● Data shown:
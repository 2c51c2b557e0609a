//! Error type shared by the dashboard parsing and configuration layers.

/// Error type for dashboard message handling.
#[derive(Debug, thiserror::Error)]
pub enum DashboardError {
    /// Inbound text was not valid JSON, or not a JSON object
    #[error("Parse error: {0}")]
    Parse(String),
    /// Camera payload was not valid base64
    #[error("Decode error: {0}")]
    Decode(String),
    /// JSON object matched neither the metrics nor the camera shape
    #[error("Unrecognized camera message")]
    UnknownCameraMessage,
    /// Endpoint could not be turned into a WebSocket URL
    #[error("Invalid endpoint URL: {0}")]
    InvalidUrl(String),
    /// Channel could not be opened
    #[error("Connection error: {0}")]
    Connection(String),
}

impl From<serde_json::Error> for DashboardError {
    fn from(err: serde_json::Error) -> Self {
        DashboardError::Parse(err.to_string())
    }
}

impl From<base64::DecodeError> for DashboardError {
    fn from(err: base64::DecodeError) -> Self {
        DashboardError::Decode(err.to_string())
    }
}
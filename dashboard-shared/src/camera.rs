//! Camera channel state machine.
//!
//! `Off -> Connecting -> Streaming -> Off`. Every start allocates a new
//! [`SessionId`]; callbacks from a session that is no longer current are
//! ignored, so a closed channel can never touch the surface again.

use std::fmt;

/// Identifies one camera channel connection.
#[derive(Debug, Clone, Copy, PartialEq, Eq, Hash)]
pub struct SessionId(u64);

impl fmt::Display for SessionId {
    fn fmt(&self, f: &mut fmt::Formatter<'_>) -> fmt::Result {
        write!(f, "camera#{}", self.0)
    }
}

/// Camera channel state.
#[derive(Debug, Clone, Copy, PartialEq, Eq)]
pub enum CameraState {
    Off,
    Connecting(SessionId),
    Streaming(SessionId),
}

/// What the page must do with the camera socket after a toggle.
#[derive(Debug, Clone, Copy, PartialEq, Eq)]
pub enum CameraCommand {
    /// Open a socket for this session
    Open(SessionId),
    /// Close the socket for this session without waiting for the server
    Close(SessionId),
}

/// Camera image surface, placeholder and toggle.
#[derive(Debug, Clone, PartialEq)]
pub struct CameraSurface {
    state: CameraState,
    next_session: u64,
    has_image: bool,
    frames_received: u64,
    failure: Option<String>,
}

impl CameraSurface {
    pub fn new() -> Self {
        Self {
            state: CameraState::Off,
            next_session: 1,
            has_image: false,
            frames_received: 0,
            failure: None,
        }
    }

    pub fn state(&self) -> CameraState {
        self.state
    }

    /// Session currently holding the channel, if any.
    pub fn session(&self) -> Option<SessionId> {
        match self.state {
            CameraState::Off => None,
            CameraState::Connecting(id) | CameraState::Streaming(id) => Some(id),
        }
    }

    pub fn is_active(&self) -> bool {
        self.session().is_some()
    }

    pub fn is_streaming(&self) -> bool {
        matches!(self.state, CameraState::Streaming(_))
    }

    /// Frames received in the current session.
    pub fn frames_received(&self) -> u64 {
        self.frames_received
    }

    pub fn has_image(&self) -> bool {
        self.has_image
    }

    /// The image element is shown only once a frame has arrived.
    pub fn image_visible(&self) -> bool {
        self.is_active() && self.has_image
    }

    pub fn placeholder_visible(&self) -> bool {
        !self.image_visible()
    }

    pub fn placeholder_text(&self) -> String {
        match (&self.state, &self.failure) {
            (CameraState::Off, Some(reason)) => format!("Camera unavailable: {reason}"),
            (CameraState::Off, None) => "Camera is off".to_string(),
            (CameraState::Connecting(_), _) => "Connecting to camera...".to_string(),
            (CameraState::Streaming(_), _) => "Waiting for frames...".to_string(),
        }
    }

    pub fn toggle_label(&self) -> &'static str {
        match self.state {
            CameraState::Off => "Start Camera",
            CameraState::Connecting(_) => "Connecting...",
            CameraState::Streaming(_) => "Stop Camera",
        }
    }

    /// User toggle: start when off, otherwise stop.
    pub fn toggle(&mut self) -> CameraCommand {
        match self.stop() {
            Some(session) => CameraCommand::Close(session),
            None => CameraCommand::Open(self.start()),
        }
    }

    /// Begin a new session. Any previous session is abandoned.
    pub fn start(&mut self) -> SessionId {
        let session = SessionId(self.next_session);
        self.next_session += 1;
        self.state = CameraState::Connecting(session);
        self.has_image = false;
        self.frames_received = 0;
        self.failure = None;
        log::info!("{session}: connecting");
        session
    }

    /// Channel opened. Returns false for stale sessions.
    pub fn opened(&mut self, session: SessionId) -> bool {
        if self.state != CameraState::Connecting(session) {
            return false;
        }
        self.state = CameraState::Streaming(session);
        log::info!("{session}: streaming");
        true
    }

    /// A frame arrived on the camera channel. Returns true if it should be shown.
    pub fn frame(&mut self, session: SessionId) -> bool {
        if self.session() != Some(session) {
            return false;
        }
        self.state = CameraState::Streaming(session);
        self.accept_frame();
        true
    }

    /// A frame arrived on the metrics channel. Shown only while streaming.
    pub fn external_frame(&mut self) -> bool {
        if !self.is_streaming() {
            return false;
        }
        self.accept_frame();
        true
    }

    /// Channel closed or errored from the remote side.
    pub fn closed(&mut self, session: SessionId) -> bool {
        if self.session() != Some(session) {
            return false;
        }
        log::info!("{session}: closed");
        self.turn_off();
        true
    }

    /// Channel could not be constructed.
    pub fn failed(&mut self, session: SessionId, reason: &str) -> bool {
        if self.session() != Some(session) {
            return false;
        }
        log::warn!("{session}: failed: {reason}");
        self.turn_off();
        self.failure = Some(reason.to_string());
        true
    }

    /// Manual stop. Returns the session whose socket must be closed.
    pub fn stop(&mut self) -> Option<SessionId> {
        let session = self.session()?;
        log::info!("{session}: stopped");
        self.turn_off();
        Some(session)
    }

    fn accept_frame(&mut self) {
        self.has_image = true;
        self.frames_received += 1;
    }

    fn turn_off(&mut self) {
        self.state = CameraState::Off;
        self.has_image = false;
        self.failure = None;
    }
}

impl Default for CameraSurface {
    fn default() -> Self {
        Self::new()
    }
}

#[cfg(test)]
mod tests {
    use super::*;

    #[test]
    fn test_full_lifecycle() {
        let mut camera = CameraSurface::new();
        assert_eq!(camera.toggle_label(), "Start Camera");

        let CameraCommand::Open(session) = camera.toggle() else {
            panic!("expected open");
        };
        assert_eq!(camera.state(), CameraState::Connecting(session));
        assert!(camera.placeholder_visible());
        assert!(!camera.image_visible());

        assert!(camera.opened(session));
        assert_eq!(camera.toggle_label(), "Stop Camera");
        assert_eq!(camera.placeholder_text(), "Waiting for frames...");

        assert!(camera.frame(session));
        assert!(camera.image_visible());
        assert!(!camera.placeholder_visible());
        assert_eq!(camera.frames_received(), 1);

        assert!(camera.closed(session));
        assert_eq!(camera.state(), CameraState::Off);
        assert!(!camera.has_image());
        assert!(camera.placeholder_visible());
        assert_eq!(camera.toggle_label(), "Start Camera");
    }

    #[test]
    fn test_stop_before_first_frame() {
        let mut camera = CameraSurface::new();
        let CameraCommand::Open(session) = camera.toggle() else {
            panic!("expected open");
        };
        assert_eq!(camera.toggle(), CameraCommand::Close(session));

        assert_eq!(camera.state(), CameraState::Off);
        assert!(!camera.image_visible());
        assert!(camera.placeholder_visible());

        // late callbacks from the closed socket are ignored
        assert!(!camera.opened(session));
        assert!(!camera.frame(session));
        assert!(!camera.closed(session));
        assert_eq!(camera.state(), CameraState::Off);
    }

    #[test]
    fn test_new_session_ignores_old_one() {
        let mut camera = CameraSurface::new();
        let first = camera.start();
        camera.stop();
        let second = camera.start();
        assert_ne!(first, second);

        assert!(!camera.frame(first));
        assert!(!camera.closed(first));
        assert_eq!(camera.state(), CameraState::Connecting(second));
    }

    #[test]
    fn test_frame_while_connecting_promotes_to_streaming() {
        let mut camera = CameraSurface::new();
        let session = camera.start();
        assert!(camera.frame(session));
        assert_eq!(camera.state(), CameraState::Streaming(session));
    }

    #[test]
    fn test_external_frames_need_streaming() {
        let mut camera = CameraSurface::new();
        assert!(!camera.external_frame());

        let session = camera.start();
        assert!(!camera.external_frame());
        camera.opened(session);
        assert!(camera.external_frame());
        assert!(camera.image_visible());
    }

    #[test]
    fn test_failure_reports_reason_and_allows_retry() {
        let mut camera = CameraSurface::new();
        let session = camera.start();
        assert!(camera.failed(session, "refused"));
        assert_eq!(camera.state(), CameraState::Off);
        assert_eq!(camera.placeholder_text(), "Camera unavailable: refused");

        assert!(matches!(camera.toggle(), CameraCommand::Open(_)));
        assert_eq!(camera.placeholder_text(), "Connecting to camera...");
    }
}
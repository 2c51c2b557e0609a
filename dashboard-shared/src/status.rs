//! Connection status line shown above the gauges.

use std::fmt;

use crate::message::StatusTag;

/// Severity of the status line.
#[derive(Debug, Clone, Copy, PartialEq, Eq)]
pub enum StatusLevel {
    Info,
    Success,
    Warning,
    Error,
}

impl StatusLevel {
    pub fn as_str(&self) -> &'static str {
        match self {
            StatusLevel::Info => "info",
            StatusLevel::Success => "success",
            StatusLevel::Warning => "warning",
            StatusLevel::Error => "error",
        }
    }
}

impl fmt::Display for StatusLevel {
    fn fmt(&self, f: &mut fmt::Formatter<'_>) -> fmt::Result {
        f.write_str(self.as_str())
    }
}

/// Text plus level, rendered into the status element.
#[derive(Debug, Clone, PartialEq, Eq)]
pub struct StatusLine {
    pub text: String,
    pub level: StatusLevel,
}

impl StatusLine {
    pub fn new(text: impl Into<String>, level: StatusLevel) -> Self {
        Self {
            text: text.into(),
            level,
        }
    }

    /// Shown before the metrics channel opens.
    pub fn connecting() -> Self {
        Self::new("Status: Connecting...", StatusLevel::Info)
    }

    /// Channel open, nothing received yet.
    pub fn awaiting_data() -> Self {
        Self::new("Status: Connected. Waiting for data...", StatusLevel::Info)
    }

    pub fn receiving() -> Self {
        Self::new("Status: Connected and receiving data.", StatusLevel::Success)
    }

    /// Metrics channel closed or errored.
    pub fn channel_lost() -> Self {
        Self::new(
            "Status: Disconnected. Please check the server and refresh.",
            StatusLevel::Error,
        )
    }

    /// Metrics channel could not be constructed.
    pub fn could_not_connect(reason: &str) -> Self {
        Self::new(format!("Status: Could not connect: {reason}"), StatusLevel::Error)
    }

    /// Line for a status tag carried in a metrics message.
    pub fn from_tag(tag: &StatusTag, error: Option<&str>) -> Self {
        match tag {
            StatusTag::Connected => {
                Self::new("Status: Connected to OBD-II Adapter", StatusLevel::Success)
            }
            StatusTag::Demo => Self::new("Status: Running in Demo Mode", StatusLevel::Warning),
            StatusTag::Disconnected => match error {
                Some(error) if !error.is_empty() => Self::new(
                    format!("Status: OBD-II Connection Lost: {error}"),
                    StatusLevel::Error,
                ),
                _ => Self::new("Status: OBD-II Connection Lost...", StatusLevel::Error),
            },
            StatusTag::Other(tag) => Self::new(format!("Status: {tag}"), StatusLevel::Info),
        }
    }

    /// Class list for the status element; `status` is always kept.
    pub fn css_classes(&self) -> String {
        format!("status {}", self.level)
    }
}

● Your goal: After locating the line holding "CameraState::Connecting(id) | CameraState::Streaming(id)" above, output exactly that line and every line after it through the line holding "pub fn toggle(&mut". Include nothing else.

● Result:
            CameraState::Connecting(id) | CameraState::Streaming(id) => Some(id),
        }
    }

    pub fn is_active(&self) -> bool {
        self.session().is_some()
    }

    pub fn is_streaming(&self) -> bool {
        matches!(self.state, CameraState::Streaming(_))
    }

    /// Frames received in the current session.
    pub fn frames_received(&self) -> u64 {
        self.frames_received
    }

    pub fn has_image(&self) -> bool {
        self.has_image
    }

    /// The image element is shown only once a frame has arrived.
    pub fn image_visible(&self) -> bool {
        self.is_active() && self.has_image
    }

    pub fn placeholder_visible(&self) -> bool {
        !self.image_visible()
    }

    pub fn placeholder_text(&self) -> String {
        match (&self.state, &self.failure) {
            (CameraState::Off, Some(reason)) => format!("Camera unavailable: {reason}"),
            (CameraState::Off, None) => "Camera is off".to_string(),
            (CameraState::Connecting(_), _) => "Connecting to camera...".to_string(),
            (CameraState::Streaming(_), _) => "Waiting for frames...".to_string(),
        }
    }

    pub fn toggle_label(&self) -> &'static str {
        match self.state {
            CameraState::Off => "Start Camera",
            CameraState::Connecting(_) => "Connecting...",
            CameraState::Streaming(_) => "Stop Camera",
        }
    }

    /// User toggle: start when off, otherwise stop.
    pub fn toggle(&mut self) -> CameraCommand {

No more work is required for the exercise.